Background. Spontaneously hypertensive rats (SHR) may have an increased renal production of dopamine. LAT2 promotes L-DOPA renal uptake, and this may determine the rate of dopamine synthesis. The present study evaluated L-DOPA inward and outward transfer in immortalized renal proximal tubular epithelial cells of SHR and Wistar-Kyoto rats (WKY). Methods. Uptake of [C-14]-L-DOPA was initiated by the addition of 1 mL Hanks' medium with a given concentration of the substrate. The apical fractional outflow of intracellular [C-14]-L-DOPA was evaluated in cells loaded with [C-14]-L-DOPA for 6 minutes, and then the corresponding efflux was monitored over 12 minutes. The presence of LAT1 and LAT2 transcripts and protein in WKY and SHR cells was examined, respectively, by reverse transcription-polymerase chain reaction (RT-PCR) and immunobloting. Results. LAT2 in WKY cells contributed almost exclusively for [C-14]-L-DOPA uptake. In SHR cells [C-14]-L-DOPA uptake was 25% through system B-0, 25% through LAT2 (resulting from inhibition by 1 mmol/L glycine, L-alanine, L-serine, and L-threonine), and the remaining 50% through LAT1. The efflux of [C-14]-L-DOPA from WKY and SHR cells corresponded to similar to65% and similar to25%, respectively, of the amount accumulated in the cells.

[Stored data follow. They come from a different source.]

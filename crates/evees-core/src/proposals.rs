//! Proposals: mutations offered to a perspective's owners.
//!
//! Only the data shape and the storage contract live here. Deciding on a
//! proposal belongs to whoever owns the target perspective.

use std::collections::HashMap;

use async_trait::async_trait;
use parking_lot::Mutex;
use serde::{Deserialize, Serialize};
use tracing::debug;

use crate::error::{EveesError, Result};
use crate::hash::Hasher;
use crate::model::EveesMutation;

/// What a proposer submits.
#[derive(Debug, Clone, PartialEq, Eq, Serialize, Deserialize)]
#[serde(rename_all = "camelCase")]
pub struct ProposalCreate {
    pub to_perspective_id: String,
    /// Perspective the changes were taken from, when there is one.
    #[serde(default, skip_serializing_if = "Option::is_none")]
    pub from_perspective_id: Option<String>,
    #[serde(default, skip_serializing_if = "Option::is_none")]
    pub creator_id: Option<String>,
    pub timestamp: i64,
    pub mutation: EveesMutation,
}

/// A stored proposal; `id` is the content id of its [`ProposalCreate`].
#[derive(Debug, Clone, PartialEq, Eq, Serialize, Deserialize)]
#[serde(rename_all = "camelCase")]
pub struct Proposal {
    pub id: String,
    #[serde(flatten)]
    pub object: ProposalCreate,
}

#[async_trait]
pub trait Proposals: Send + Sync {
    /// Store a proposal and return its id.
    async fn create_proposal(&self, proposal: ProposalCreate) -> Result<String>;

    async fn get_proposal(&self, proposal_id: &str) -> Result<Proposal>;

    /// Ids of proposals targeting `perspective_id`, oldest first.
    async fn get_proposals_to_perspective(&self, perspective_id: &str) -> Result<Vec<String>>;

    async fn can_propose(&self, perspective_id: &str, user_id: Option<&str>) -> Result<bool>;

    async fn can_delete(&self, proposal_id: &str, user_id: Option<&str>) -> Result<bool>;

    async fn delete_proposal(&self, proposal_id: &str) -> Result<()>;
}

/// Proposals kept in memory. Anyone may propose; only the creator may delete.
#[derive(Debug)]
pub struct MemoryProposals {
    hasher: Hasher,
    proposals: Mutex<HashMap<String, Proposal>>,
}

impl MemoryProposals {
    #[must_use]
    pub fn new(hasher: Hasher) -> Self {
        Self {
            hasher,
            proposals: Mutex::new(HashMap::new()),
        }
    }
}

#[async_trait]
impl Proposals for MemoryProposals {
    async fn create_proposal(&self, proposal: ProposalCreate) -> Result<String> {
        let id = self.hasher.entity(&proposal)?.id;
        debug!(%id, to = %proposal.to_perspective_id, "stored proposal");
        self.proposals.lock().insert(
            id.clone(),
            Proposal {
                id: id.clone(),
                object: proposal,
            },
        );
        Ok(id)
    }

    async fn get_proposal(&self, proposal_id: &str) -> Result<Proposal> {
        self.proposals
            .lock()
            .get(proposal_id)
            .cloned()
            .ok_or_else(|| EveesError::EntityNotFound(proposal_id.to_string()))
    }

    async fn get_proposals_to_perspective(&self, perspective_id: &str) -> Result<Vec<String>> {
        let proposals = self.proposals.lock();
        let mut matching: Vec<&Proposal> = proposals
            .values()
            .filter(|p| p.object.to_perspective_id == perspective_id)
            .collect();
        matching.sort_by(|a, b| {
            a.object
                .timestamp
                .cmp(&b.object.timestamp)
                .then_with(|| a.id.cmp(&b.id))
        });
        Ok(matching.into_iter().map(|p| p.id.clone()).collect())
    }

    async fn can_propose(&self, _perspective_id: &str, _user_id: Option<&str>) -> Result<bool> {
        Ok(true)
    }

    async fn can_delete(&self, proposal_id: &str, user_id: Option<&str>) -> Result<bool> {
        let proposals = self.proposals.lock();
        let proposal = proposals
            .get(proposal_id)
            .ok_or_else(|| EveesError::EntityNotFound(proposal_id.to_string()))?;
        Ok(match (&proposal.object.creator_id, user_id) {
            (Some(creator), Some(user)) => creator == user,
            _ => false,
        })
    }

    async fn delete_proposal(&self, proposal_id: &str) -> Result<()> {
        self.proposals
            .lock()
            .remove(proposal_id)
            .map(|_| ())
            .ok_or_else(|| EveesError::EntityNotFound(proposal_id.to_string()))
    }
}

#[cfg(test)]
mod tests {
    use super::*;
    use crate::model::Update;

    fn create(to: &str, creator: &str, timestamp: i64) -> ProposalCreate {
        ProposalCreate {
            to_perspective_id: to.into(),
            from_perspective_id: None,
            creator_id: Some(creator.into()),
            timestamp,
            mutation: EveesMutation {
                updates: vec![Update::head(to, format!("h{timestamp}"))],
                ..EveesMutation::default()
            },
        }
    }

    #[tokio::test]
    async fn proposals_are_content_addressed() {
        let proposals = MemoryProposals::new(Hasher::default());
        let a = proposals.create_proposal(create("p", "alice", 1)).await.expect("a");
        let again = proposals.create_proposal(create("p", "alice", 1)).await.expect("again");
        assert_eq!(a, again);

        let stored = proposals.get_proposal(&a).await.expect("get");
        assert_eq!(stored.object.mutation.updates.len(), 1);
    }

    #[tokio::test]
    async fn listed_by_target_oldest_first() {
        let proposals = MemoryProposals::new(Hasher::default());
        let late = proposals.create_proposal(create("p", "alice", 5)).await.expect("late");
        let early = proposals.create_proposal(create("p", "bob", 2)).await.expect("early");
        proposals.create_proposal(create("q", "bob", 1)).await.expect("other");

        assert_eq!(
            proposals.get_proposals_to_perspective("p").await.expect("list"),
            vec![early, late]
        );
    }

    #[tokio::test]
    async fn only_creator_may_delete() {
        let proposals = MemoryProposals::new(Hasher::default());
        let id = proposals.create_proposal(create("p", "alice", 1)).await.expect("create");
        assert!(proposals.can_delete(&id, Some("alice")).await.expect("alice"));
        assert!(!proposals.can_delete(&id, Some("bob")).await.expect("bob"));
        assert!(!proposals.can_delete(&id, None).await.expect("anonymous"));

        proposals.delete_proposal(&id).await.expect("delete");
        assert!(proposals.get_proposal(&id).await.is_err());
    }
}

The LAT1 and LAT2 transcripts were present in both SHR and WKY cells, but the abundance of both LAT1 and LAT2 proteins in SHR cells was greater than in WKY cells. Conclusion. Differences in L-DOPA handling between SHR and WKY cells may result from over-expression of LAT1 and LAT2 transporters in the former. The unique role of Na+-dependent transporters (system B-0) in SHR cells also contributes to the enhanced L-DOPA uptake in these cells.